Process Analysis and Alignment

This section offline -speaks specifically to current state & future state, where we are, and where we want to get to, to ensure:

  • Productivity, Efficiencies of scale
  • Reliable, Experienced, Agile capabilities
  • Timeliness, Precision and speed
  • Quality, Best practices / pragmatic solutions

Developing Team's Skill Base

A key element of the 90 day plan is an evaluation on the skills and knowledge that the team possesses, and whether that aligns with the core processes and strategy. Mia-alignment in this area ensures failure in any strategy. Skill development is essential in not only ensuring success against the team's strategy, but in creating successful career paths.

Again, details of this section will be built out offline - focused on 4 core areas:

  • Individual Expertise (group by functional area)
  • Relational Knowledge (integrating individual to achieve group goals)
  • Embedded Knowledge (core technologies which group's & performance depend)
  • Meta-Knowledge (awareness of where to get critical info)

Overarching goal in skill base assessment is identify:

  • Critical gaps between needed and existing skills / knowledge
  • Underutilized resources (either in less than fully utilized technologies or in squandered expertise)

Cultural Alignment

Assessing how decisions were made in the past, who deferred to whom, understanding what energizes the team members the most, what their priorities are. Culture exercises to focus on two dimensions:

  • Power: Who do team members think can legitimately exercise authority, make decisions
  • Value: What actions do team members think create value - profits, CSAT, promoting innovation, etc.
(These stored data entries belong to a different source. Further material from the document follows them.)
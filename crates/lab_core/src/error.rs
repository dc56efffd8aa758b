use thiserror::Error;

use crate::{MissionId, MotionKind};

#[derive(Debug, Error, PartialEq)]
pub enum CatalogError {
    #[error("mission definition has an empty id")]
    EmptyId,
    #[error("duplicate mission id `{0}`")]
    DuplicateId(MissionId),
    #[error("mission `{id}` difficulty {difficulty} is outside 1..=5")]
    InvalidDifficulty { id: MissionId, difficulty: u8 },
    #[error("mission `{id}` tolerance {tolerance} must be a finite value >= 0")]
    InvalidTolerance { id: MissionId, tolerance: f64 },
    #[error("mission `{id}` target value is not finite")]
    NonFiniteTarget { id: MissionId },
    #[error("mission `{id}` limit `{field}` must be a finite value >= 0")]
    InvalidLimit { id: MissionId, field: &'static str },
    #[error("unknown mission `{0}`")]
    UnknownMission(MissionId),
    #[error("mission `{0}` is locked")]
    MissionLocked(MissionId),
}

#[derive(Debug, Error, PartialEq)]
pub enum SetupError {
    #[error("setup is for {got} but the mission is {expected}")]
    MotionMismatch { expected: MotionKind, got: MotionKind },
    #[error("setup field `{field}` must be finite")]
    NonFinite { field: &'static str },
    #[error("setup field `{field}` must be >= 0 (got {value})")]
    Negative { field: &'static str, value: f64 },
    #[error("launch angle {0}° is outside 0..=90")]
    AngleOutOfRange(f64),
    #[error("gravity must be > 0 (got {0})")]
    NonPositiveGravity(f64),
    #[error("tick interval must be > 0 ms")]
    ZeroInterval,
}
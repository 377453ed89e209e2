//! Engine facade wiring storage, the index controller, the ingestion queue,
//! and the relation/definition services behind one handle.

use std::sync::Arc;

use uuid::Uuid;

use crate::config::RebacConfig;
use crate::error::Result;
use crate::events::{EventPublisher, NullEventBus};
use crate::index::IndexController;
use crate::migrations::{MigrationReport, MigrationRunner};
use crate::models::{
    ActorIndexEntry, Consistency, DefinitionOutcome, DefinitionSelector, IndexFilter,
    RelationFilter, RelationOrder, RelationsPage, Relationship, ResourceDefinition,
    ResourceDefinitionRequest,
};
use crate::queue::{IngestionQueue, QueueStats};
use crate::relations::RelationsService;
use crate::resources::{DefinitionLocks, ResourceService};
use crate::storage::memory::{
    MemoryDefinitionRepository, MemoryIndexRepository, MemoryRelationshipRepository,
};
use crate::storage::{DefinitionRepository, IndexRepository, RelationshipRepository};

/// Relationship-based access control engine.
///
/// Owns the full wiring: repositories, the actor index controller, the batch
/// ingestion queue, and the services on top. Cheap to share behind an `Arc`;
/// every operation takes `&self`.
pub struct RebacEngine {
    relations: Arc<RelationsService>,
    resources: Arc<ResourceService>,
    index: Arc<IndexController>,
    queue: Arc<IngestionQueue>,
    migrations: MigrationRunner,
}

impl RebacEngine {
    pub fn new(
        definitions: Arc<dyn DefinitionRepository>,
        relationships: Arc<dyn RelationshipRepository>,
        index_store: Arc<dyn IndexRepository>,
        events: Arc<dyn EventPublisher>,
        config: RebacConfig,
    ) -> Self {
        let index = Arc::new(IndexController::new(
            definitions.clone(),
            relationships.clone(),
            index_store.clone(),
        ));
        let queue = Arc::new(IngestionQueue::new(index.clone(), &config));
        let locks = Arc::new(DefinitionLocks::new());
        let relations = Arc::new(RelationsService::new(
            definitions.clone(),
            relationships.clone(),
            index.clone(),
            queue.clone(),
            events.clone(),
            locks.clone(),
        ));
        let resources = Arc::new(ResourceService::new(
            definitions,
            relations.clone(),
            index.clone(),
            events,
            locks,
        ));
        let migrations = MigrationRunner::new(relationships, index_store, &config);

        Self {
            relations,
            resources,
            index,
            queue,
            migrations,
        }
    }

    /// Fully in-memory engine with default configuration and no event bus.
    /// The storage backend for tests, examples, and single-process embeds.
    pub fn in_memory() -> Self {
        Self::new(
            Arc::new(MemoryDefinitionRepository::new()),
            Arc::new(MemoryRelationshipRepository::new()),
            Arc::new(MemoryIndexRepository::new()),
            Arc::new(NullEventBus),
            RebacConfig::default(),
        )
    }

    // =========================================================================
    // Relation tuples
    // =========================================================================

    /// Creates one relation tuple and indexes it before returning.
    pub async fn create_relation(
        &self,
        subject: &str,
        relation: &str,
        object: &str,
    ) -> Result<Relationship> {
        self.relations.create_relation(subject, relation, object).await
    }

    /// Creates one tuple per resource, all-or-nothing. Index maintenance goes
    /// through the ingestion queue; `Consistency::Strong` waits for it.
    pub async fn create_relations(
        &self,
        subject: &str,
        relation: &str,
        resources: &[String],
        consistency: Consistency,
    ) -> Result<Vec<Relationship>> {
        self.relations
            .create_relations(subject, relation, resources, consistency)
            .await
    }

    pub async fn get_relation(&self, id: Uuid) -> Result<Relationship> {
        self.relations.get_relation(id).await
    }

    pub async fn get_relation_by_key(
        &self,
        subject: &str,
        relation: &str,
        object: &str,
    ) -> Result<Option<Relationship>> {
        self.relations
            .get_relation_by_key(subject, relation, object)
            .await
    }

    /// Lists tuples matching the query with the total match count.
    pub async fn get_relations(
        &self,
        query: &RelationFilter,
        skip: u64,
        limit: Option<u64>,
        order: Option<RelationOrder>,
    ) -> Result<RelationsPage> {
        self.relations.find_relations(query, skip, limit, order).await
    }

    pub async fn delete_relation(
        &self,
        subject: &str,
        relation: &str,
        object: &str,
    ) -> Result<()> {
        self.relations.delete_relation(subject, relation, object).await
    }

    pub async fn delete_relation_by_id(&self, id: Uuid) -> Result<()> {
        self.relations.delete_relation_by_id(id).await
    }

    /// Deletes every tuple matching the filter; errors when nothing matches.
    pub async fn delete_all_relations(&self, query: &RelationFilter) -> Result<u64> {
        self.relations.delete_all_relations(query).await
    }

    // =========================================================================
    // Resource definitions
    // =========================================================================

    /// Registers a definition, or version-gates an update when the name is
    /// already taken.
    pub async fn create_resource(
        &self,
        request: ResourceDefinitionRequest,
    ) -> Result<DefinitionOutcome> {
        self.resources.create_resource(request).await
    }

    pub async fn update_resource_definition(
        &self,
        selector: DefinitionSelector,
        request: ResourceDefinitionRequest,
    ) -> Result<DefinitionOutcome> {
        self.resources
            .update_resource_definition(selector, request)
            .await
    }

    /// Unregisters a definition together with its tuples and index rows.
    pub async fn delete_resource(&self, name: &str) -> Result<()> {
        self.resources.delete_resource(name).await
    }

    pub async fn get_resource(&self, name: &str) -> Result<ResourceDefinition> {
        self.resources.find_resource_definition(name).await
    }

    pub async fn get_resource_by_id(&self, id: Uuid) -> Result<ResourceDefinition> {
        self.resources.find_resource_definition_by_id(id).await
    }

    // =========================================================================
    // Permission checks and index access
    // =========================================================================

    /// True when the subject holds the permission (or relation) on the
    /// resource. A single index lookup, no graph traversal.
    pub async fn check_permission(
        &self,
        subject: &str,
        permission: &str,
        resource: &str,
    ) -> Result<bool> {
        self.index.check_permission(subject, permission, resource).await
    }

    /// Raw actor index rows for introspection and tooling.
    pub async fn find_index_entries(&self, filter: &IndexFilter) -> Result<Vec<ActorIndexEntry>> {
        self.index.find_entries(filter).await
    }

    // =========================================================================
    // Lifecycle
    // =========================================================================

    /// Backfills structured fields on legacy records. Run at startup before
    /// serving traffic; re-running is a no-op.
    pub async fn run_migrations(&self) -> Result<MigrationReport> {
        self.migrations.run().await
    }

    /// Waits until every batch queued so far has been indexed.
    pub async fn flush_index(&self) -> Result<()> {
        self.queue.flush().await
    }

    pub fn queue_stats(&self) -> QueueStats {
        self.queue.stats()
    }

    /// Stops the ingestion worker after draining queued batches. Batch writes
    /// fail once shutdown begins; the rest of the engine stays usable.
    pub async fn shutdown(&self) -> Result<()> {
        self.queue.shutdown().await
    }
}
Methods for shifting culture to align with overarching strategy, structure, systems and skills:

  • Change performance measures and incentives
  • Set up pilot projects
  • Bring in new people
  • Promote collective learning
  • Engage in collective visioning



Notes

  1. Watkins, Michael (2003-11-06). The First 90 Days: Critical Success Strategies for New Leaders at All Levels (p. 132). Perseus Books Group. Kindle Edition.